The Altair Community is migrating to a new platform to provide a better experience for you. In preparation for the migration, the Altair Community is on read-only mode from October 28 - November 6, 2024. Technical support via cases will continue to work as is. For any urgent requests from Students/Faculty members, please submit the form linked here

[Solved] Out of Memory with Big Data; adding RAM and sampling didn't help.

BradJCoxBradJCox Member Posts: 2 Contributor I
edited November 2019 in Help
I'm trying to determine if RapidMiner might be easier to work with than Google BigQuery and GraphCHI for a big data project. The full test case is the ASA project at http://stat-computing.org/dataexpo/2009/the-data.html, but the problem surfaces with just the 2008 flight data test case at http://stat-computing.org/dataexpo/2009/the-data.html, which is about 632.2 MB when cleaned.

This is a CSV file that has also been imported into MySQL. Similar problems reading from either CSV or MySQL.

I've edited RapidMinerGUI like this to give it 2gb RAM on an 8gb machine. Didn't help; made no noticeable difference.
    MAX_JAVA_MEMORY=2000
Near as I can tell, RapidMiner is trying to load the whole database regardless of the Sampling process step which specifies 1000 rows.

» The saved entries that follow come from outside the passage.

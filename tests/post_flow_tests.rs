mod common;

use axum::http::StatusCode;
use blogicum::{MockStorageService, repository::Repository, visibility::PostFilter};
use chrono::Utc;
use common::{
    body_text, redirect_target, spawn_app, spawn_app_failing_post_writes, spawn_app_with_storage,
};

const PNG: &[u8] = b"\x89PNG\r\n\x1a\nfake";

fn post_fields<'a>(title: &'a str, category: &'a str) -> Vec<(&'a str, &'a str)> {
    vec![
        ("title", title),
        ("text", "Line one\nLine two"),
        ("pub_date", "2024-05-01T10:30"),
        ("category", category),
        ("location", ""),
    ]
}

#[tokio::test]
async fn anonymous_writers_are_sent_to_login() {
    let app = spawn_app();
    let response = app.get("/posts/create/", None).await;
    assert_eq!(redirect_target(&response), "/auth/login/?next=/posts/create/");

    let response = app.get("/edit_profile/", None).await;
    assert_eq!(redirect_target(&response), "/auth/login/?next=/edit_profile/");
}

#[tokio::test]
async fn create_post_with_image() {
    let app = spawn_app();
    let author = app.user("leo").await;
    let category = app.category("news", true).await;
    let category_id = category.id.to_string();

    let form = app.get("/posts/create/", Some(author.id)).await;
    assert_eq!(form.status(), StatusCode::OK);
    assert!(body_text(form).await.contains("multipart/form-data"));

    let response = app
        .post_multipart(
            "/posts/create/",
            Some(author.id),
            &post_fields("Fresh post", &category_id),
            Some(("cover.png", "image/png", PNG)),
        )
        .await;
    assert_eq!(redirect_target(&response), "/profile/leo/");

    let keys = app.storage.stored_keys();
    assert_eq!(keys.len(), 1);
    assert!(keys[0].starts_with("posts/") && keys[0].ends_with(".png"));

    let html = body_text(app.get("/", None).await).await;
    assert!(html.contains("Fresh post"));
    // Slashes are entity-escaped in the rendered attribute; the file name is enough.
    let file_name = keys[0].trim_start_matches("posts/");
    assert!(html.contains(file_name));
}

#[tokio::test]
async fn invalid_post_form_is_rerendered_with_errors() {
    let app = spawn_app();
    let author = app.user("leo").await;
    app.category("news", true).await;

    let response = app
        .post_multipart("/posts/create/", Some(author.id), &post_fields("", "9999"), None)
        .await;
    assert_eq!(response.status(), StatusCode::OK);
    let html = body_text(response).await;
    assert!(html.contains("This field is required."));
    assert!(html.contains("Select a valid choice."));

    let filter = PostFilter {
        published_only: false,
        ..PostFilter::public(Utc::now())
    };
    assert_eq!(app.repo.count_posts(&filter).await.unwrap(), 0);
}

#[tokio::test]
async fn non_image_upload_is_rejected() {
    let app = spawn_app();
    let author = app.user("leo").await;
    let category = app.category("news", true).await;
    let category_id = category.id.to_string();

    let response = app
        .post_multipart(
            "/posts/create/",
            Some(author.id),
            &post_fields("With script", &category_id),
            Some(("evil.sh", "text/x-shellscript", &b"rm -rf /"[..])),
        )
        .await;
    assert_eq!(response.status(), StatusCode::OK);
    assert!(body_text(response).await.contains("Upload a valid image."));
    assert!(app.storage.stored_keys().is_empty());
}

#[tokio::test]
async fn storage_failure_is_a_server_error() {
    let app = spawn_app_with_storage(MockStorageService::new_failing());
    let author = app.user("leo").await;
    let category = app.category("news", true).await;
    let category_id = category.id.to_string();

    let response = app
        .post_multipart(
            "/posts/create/",
            Some(author.id),
            &post_fields("Doomed", &category_id),
            Some(("cover.png", "image/png", PNG)),
        )
        .await;
    assert_eq!(response.status(), StatusCode::INTERNAL_SERVER_ERROR);
}

#[tokio::test]
async fn failed_database_write_discards_the_uploaded_image() {
    let app = spawn_app_failing_post_writes();
    let author = app.user("leo").await;
    let category = app.category("news", true).await;
    let category_id = category.id.to_string();

    let response = app
        .post_multipart(
            "/posts/create/",
            Some(author.id),
            &post_fields("Lost", &category_id),
            Some(("cover.png", "image/png", PNG)),
        )
        .await;
    assert_eq!(response.status(), StatusCode::INTERNAL_SERVER_ERROR);
    assert!(app.storage.stored_keys().is_empty());

    let post = app.post(&author, &category, "Existing", 1).await;
    let response = app
        .post_multipart(
            &format!("/posts/{}/edit/", post.id),
            Some(author.id),
            &post_fields("Renamed", &category_id),
            Some(("cover.png", "image/png", PNG)),
        )
        .await;
    assert_eq!(response.status(), StatusCode::INTERNAL_SERVER_ERROR);
    assert!(app.storage.stored_keys().is_empty());
    assert_eq!(app.repo.get_post(post.id).await.unwrap().unwrap().title, "Existing");
}

#[tokio::test]
async fn author_edits_post_and_keeps_image() {
    let app = spawn_app();
    let author = app.user("leo").await;
    let category = app.category("news", true).await;
    let category_id = category.id.to_string();
    app.post_multipart(
        "/posts/create/",
        Some(author.id),
        &post_fields("Draft title", &category_id),
        Some(("cover.png", "image/png", PNG)),
    )
    .await;
    let filter = PostFilter::public(Utc::now()).by_author(author.id);
    let post = app.repo.list_posts(&filter, 10, 0).await.unwrap().remove(0);

    let edit_uri = format!("/posts/{}/edit/", post.id);
    let form = body_text(app.get(&edit_uri, Some(author.id)).await).await;
    assert!(form.contains("value=\"Draft title\""));

    let response = app
        .post_multipart(&edit_uri, Some(author.id), &post_fields("Final title", &category_id), None)
        .await;
    assert_eq!(redirect_target(&response), format!("/posts/{}/", post.id));

    let updated = app.repo.get_post(post.id).await.unwrap().unwrap();
    assert_eq!(updated.title, "Final title");
    assert_eq!(updated.image, post.image);
    assert!(updated.image.is_some());
}

#[tokio::test]
async fn other_users_cannot_edit_or_delete_a_post() {
    let app = spawn_app();
    let author = app.user("leo").await;
    let intruder = app.user("anna").await;
    let category = app.category("news", true).await;
    let post = app.post(&author, &category, "Mine", 1).await;
    let category_id = category.id.to_string();
    let detail = format!("/posts/{}/", post.id);

    let edit_uri = format!("/posts/{}/edit/", post.id);
    assert_eq!(redirect_target(&app.get(&edit_uri, Some(intruder.id)).await), detail);
    let response = app
        .post_multipart(&edit_uri, Some(intruder.id), &post_fields("Theirs", &category_id), None)
        .await;
    assert_eq!(redirect_target(&response), detail);

    let delete_uri = format!("/posts/{}/delete/", post.id);
    let response = app.post_form(&delete_uri, Some(intruder.id), "").await;
    assert_eq!(redirect_target(&response), detail);

    let stored = app.repo.get_post(post.id).await.unwrap().expect("post still exists");
    assert_eq!(stored.title, "Mine");
}

#[tokio::test]
async fn deleting_a_post_removes_its_comments() {
    let app = spawn_app();
    let author = app.user("leo").await;
    let reader = app.user("anna").await;
    let category = app.category("news", true).await;
    let post = app.post(&author, &category, "Short lived", 1).await;
    let comment = app
        .repo
        .add_comment(post.id, reader.id, "Nice".into())
        .await
        .unwrap();

    let delete_uri = format!("/posts/{}/delete/", post.id);
    let confirm = body_text(app.get(&delete_uri, Some(author.id)).await).await;
    assert!(confirm.contains("Short lived"));

    let response = app.post_form(&delete_uri, Some(author.id), "").await;
    assert_eq!(redirect_target(&response), "/");
    assert!(app.repo.get_post(post.id).await.unwrap().is_none());
    assert!(app.repo.get_comment(post.id, comment.id).await.unwrap().is_none());
}

// --- Comments ---

#[tokio::test]
async fn comments_are_added_and_counted() {
    let app = spawn_app();
    let author = app.user("leo").await;
    let reader = app.user("anna").await;
    let category = app.category("news", true).await;
    let post = app.post(&author, &category, "Discuss", 1).await;

    let uri = format!("/posts/{}/add_comment/", post.id);
    let response = app.post_form(&uri, Some(reader.id), "text=Great+read").await;
    assert_eq!(redirect_target(&response), format!("/posts/{}/", post.id));

    let blank = app.post_form(&uri, Some(reader.id), "text=+++").await;
    assert_eq!(blank.status(), StatusCode::OK);
    assert!(body_text(blank).await.contains("This field is required."));

    let html = body_text(app.get(&format!("/posts/{}/", post.id), None).await).await;
    assert!(html.contains("Great read"));
    assert!(html.contains("Comments (1)"));

    let index = body_text(app.get("/", None).await).await;
    assert!(index.contains("Comments (1)"));
}

#[tokio::test]
async fn commenting_on_hidden_post_is_404() {
    let app = spawn_app();
    let author = app.user("leo").await;
    let reader = app.user("anna").await;
    let category = app.category("news", true).await;
    let post = app.post(&author, &category, "Secret", 1).await;
    app.repo.set_post_published(post.id, false).await.unwrap();

    let uri = format!("/posts/{}/add_comment/", post.id);
    let response = app.post_form(&uri, Some(reader.id), "text=Hello").await;
    assert_eq!(response.status(), StatusCode::NOT_FOUND);
    assert!(app.repo.list_comments(post.id).await.unwrap().is_empty());
}

#[tokio::test]
async fn only_the_author_changes_a_comment() {
    let app = spawn_app();
    let author = app.user("leo").await;
    let commenter = app.user("anna").await;
    let category = app.category("news", true).await;
    let post = app.post(&author, &category, "Discuss", 1).await;
    let comment = app
        .repo
        .add_comment(post.id, commenter.id, "Original".into())
        .await
        .unwrap();
    let detail = format!("/posts/{}/", post.id);
    let edit_uri = format!("/posts/{}/edit_comment/{}/", post.id, comment.id);
    let delete_uri = format!("/posts/{}/delete_comment/{}/", post.id, comment.id);

    // The post's author is not the comment's author.
    assert_eq!(redirect_target(&app.get(&edit_uri, Some(author.id)).await), detail);
    let response = app.post_form(&edit_uri, Some(author.id), "text=Hijacked").await;
    assert_eq!(redirect_target(&response), detail);
    let response = app.post_form(&delete_uri, Some(author.id), "").await;
    assert_eq!(redirect_target(&response), detail);

    let stored = app.repo.get_comment(post.id, comment.id).await.unwrap().unwrap();
    assert_eq!(stored.text, "Original");

    let response = app.post_form(&edit_uri, Some(commenter.id), "text=Edited").await;
    assert_eq!(redirect_target(&response), detail);
    let stored = app.repo.get_comment(post.id, comment.id).await.unwrap().unwrap();
    assert_eq!(stored.text, "Edited");

    let response = app.post_form(&delete_uri, Some(commenter.id), "").await;
    assert_eq!(redirect_target(&response), detail);
    assert!(app.repo.get_comment(post.id, comment.id).await.unwrap().is_none());
}

#[tokio::test]
async fn comment_must_belong_to_the_post_in_the_url() {
    let app = spawn_app();
    let author = app.user("leo").await;
    let category = app.category("news", true).await;
    let first = app.post(&author, &category, "First", 1).await;
    let second = app.post(&author, &category, "Second", 1).await;
    let comment = app
        .repo
        .add_comment(first.id, author.id, "On first".into())
        .await
        .unwrap();

    let uri = format!("/posts/{}/edit_comment/{}/", second.id, comment.id);
    assert_eq!(app.get(&uri, Some(author.id)).await.status(), StatusCode::NOT_FOUND);
}
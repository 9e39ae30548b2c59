use std::env;

/// AppConfig
///
/// The application's configuration, loaded once at startup and shared read-only through
/// `AppState` (handlers and extractors pull it with `FromRef`).
#[derive(Clone, Debug)]
pub struct AppConfig {
    // Postgres connection string. Local runs without one use the in-memory repository.
    pub db_url: Option<String>,
    // Address the HTTP listener binds to.
    pub bind_addr: String,
    // S3-compatible storage endpoint holding post pictures (MinIO locally).
    pub s3_endpoint: String,
    pub s3_region: String,
    pub s3_key: String,
    pub s3_secret: String,
    pub s3_bucket: String,
    // Base URL under which stored pictures are reachable by browsers.
    pub media_public_url: String,
    // Runtime environment marker. Controls the development auth bypass and log format.
    pub env: Env,
    // HMAC secret signing session tokens.
    pub session_secret: String,
    // Lifetime of a login session.
    pub session_ttl_hours: i64,
    // bcrypt work factor for new password hashes.
    pub password_hash_cost: u32,
    // Accounts granted staff rights at startup (comma separated STAFF_USERNAMES).
    pub staff_usernames: Vec<String>,
}

/// Env
///
/// Runtime context: developer conveniences in `Local`, strict secrets in `Production`.
#[derive(Clone, PartialEq, Debug)]
pub enum Env {
    Local,
    Production,
}

const LOCAL_SESSION_SECRET: &str = "blogicum-local-session-secret";

impl Default for AppConfig {
    /// Safe values for test state; no environment variables are read.
    fn default() -> Self {
        Self {
            db_url: None,
            bind_addr: "127.0.0.1:0".to_string(),
            s3_endpoint: "http://localhost:9000".to_string(),
            s3_region: "us-east-1".to_string(),
            s3_key: "admin".to_string(),
            s3_secret: "password".to_string(),
            s3_bucket: "blogicum-test".to_string(),
            media_public_url: "http://localhost:9000/blogicum-test".to_string(),
            env: Env::Local,
            session_secret: LOCAL_SESSION_SECRET.to_string(),
            session_ttl_hours: 24,
            // Lowest cost bcrypt accepts; keeps tests fast.
            password_hash_cost: 4,
            staff_usernames: Vec::new(),
        }
    }
}

impl AppConfig {
    /// load
    ///
    /// Reads the configuration from environment variables.
    ///
    /// # Panics
    /// Panics when a variable required in production (`DATABASE_URL`, `SESSION_SECRET`,
    /// `S3_ACCESS_KEY`, `S3_SECRET_KEY`, `S3_ENDPOINT`) is missing, so the server never starts
    /// half-configured.
    pub fn load() -> Self {
        let env_str = env::var("APP_ENV").unwrap_or_else(|_| "local".to_string());
        let env = match env_str.as_str() {
            "production" => Env::Production,
            _ => Env::Local,
        };

        let bind_addr = env::var("BIND_ADDR").unwrap_or_else(|_| "0.0.0.0:3000".to_string());
        let session_ttl_hours = env::var("SESSION_TTL_HOURS")
            .ok()
            .and_then(|v| v.parse().ok())
            .unwrap_or(24);
        let password_hash_cost = env::var("PASSWORD_HASH_COST")
            .ok()
            .and_then(|v| v.parse().ok())
            .unwrap_or(bcrypt::DEFAULT_COST);
        let staff_usernames = env::var("STAFF_USERNAMES")
            .map(|v| parse_usernames(&v))
            .unwrap_or_default();

        match env {
            Env::Local => {
                let s3_endpoint =
                    env::var("S3_ENDPOINT").unwrap_or_else(|_| "http://localhost:9000".to_string());
                let s3_bucket =
                    env::var("S3_BUCKET_NAME").unwrap_or_else(|_| "blogicum-media".to_string());
                let media_public_url = env::var("MEDIA_PUBLIC_URL")
                    .unwrap_or_else(|_| format!("{}/{}", s3_endpoint, s3_bucket));
                Self {
                    env: Env::Local,
                    db_url: env::var("DATABASE_URL").ok(),
                    bind_addr,
                    s3_endpoint,
                    s3_region: "us-east-1".to_string(),
                    s3_key: env::var("S3_ACCESS_KEY").unwrap_or_else(|_| "admin".to_string()),
                    s3_secret: env::var("S3_SECRET_KEY").unwrap_or_else(|_| "password".to_string()),
                    s3_bucket,
                    media_public_url,
                    session_secret: env::var("SESSION_SECRET")
                        .unwrap_or_else(|_| LOCAL_SESSION_SECRET.to_string()),
                    session_ttl_hours,
                    password_hash_cost,
                    staff_usernames,
                }
            }
            Env::Production => {
                let s3_endpoint =
                    env::var("S3_ENDPOINT").expect("FATAL: S3_ENDPOINT required in prod");
                let s3_bucket =
                    env::var("S3_BUCKET_NAME").unwrap_or_else(|_| "blogicum-media".to_string());
                let media_public_url = env::var("MEDIA_PUBLIC_URL")
                    .unwrap_or_else(|_| format!("{}/{}", s3_endpoint, s3_bucket));
                Self {
                    env: Env::Production,
                    db_url: Some(
                        env::var("DATABASE_URL").expect("FATAL: DATABASE_URL required in prod"),
                    ),
                    bind_addr,
                    s3_endpoint,
                    s3_region: env::var("S3_REGION").unwrap_or_else(|_| "us-east-1".to_string()),
                    s3_key: env::var("S3_ACCESS_KEY")
                        .expect("FATAL: S3_ACCESS_KEY required in prod"),
                    s3_secret: env::var("S3_SECRET_KEY")
                        .expect("FATAL: S3_SECRET_KEY required in prod"),
                    s3_bucket,
                    media_public_url,
                    session_secret: env::var("SESSION_SECRET")
                        .expect("FATAL: SESSION_SECRET must be set in production."),
                    session_ttl_hours,
                    password_hash_cost,
                    staff_usernames,
                }
            }
        }
    }
}

fn parse_usernames(value: &str) -> Vec<String> {
    value
        .split(',')
        .map(str::trim)
        .filter(|name| !name.is_empty())
        .map(str::to_string)
        .collect()
}

#[cfg(test)]
mod tests {
    use super::*;

    #[test]
    fn staff_usernames_are_trimmed_and_blank_entries_dropped() {
        assert_eq!(parse_usernames(" admin, editor ,,"), vec!["admin", "editor"]);
        assert!(parse_usernames("").is_empty());
    }
}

This happens both via MySQL and via CSV, although MySQL generally fails with a "attempting to reuse connection after closed" error, presumably secondary to running out of RAM.

A confusing factor is that I keep getting a Sampler error to the effect of (from memory) SampleSet contains too few records, 1000 is required, which I think means it hasn't tried to determine the actual record count yet and is working from flakey metadata.

I've invested a weekend just getting this far and am close to giving up. Can someone help me get out of the weeds? Thanks!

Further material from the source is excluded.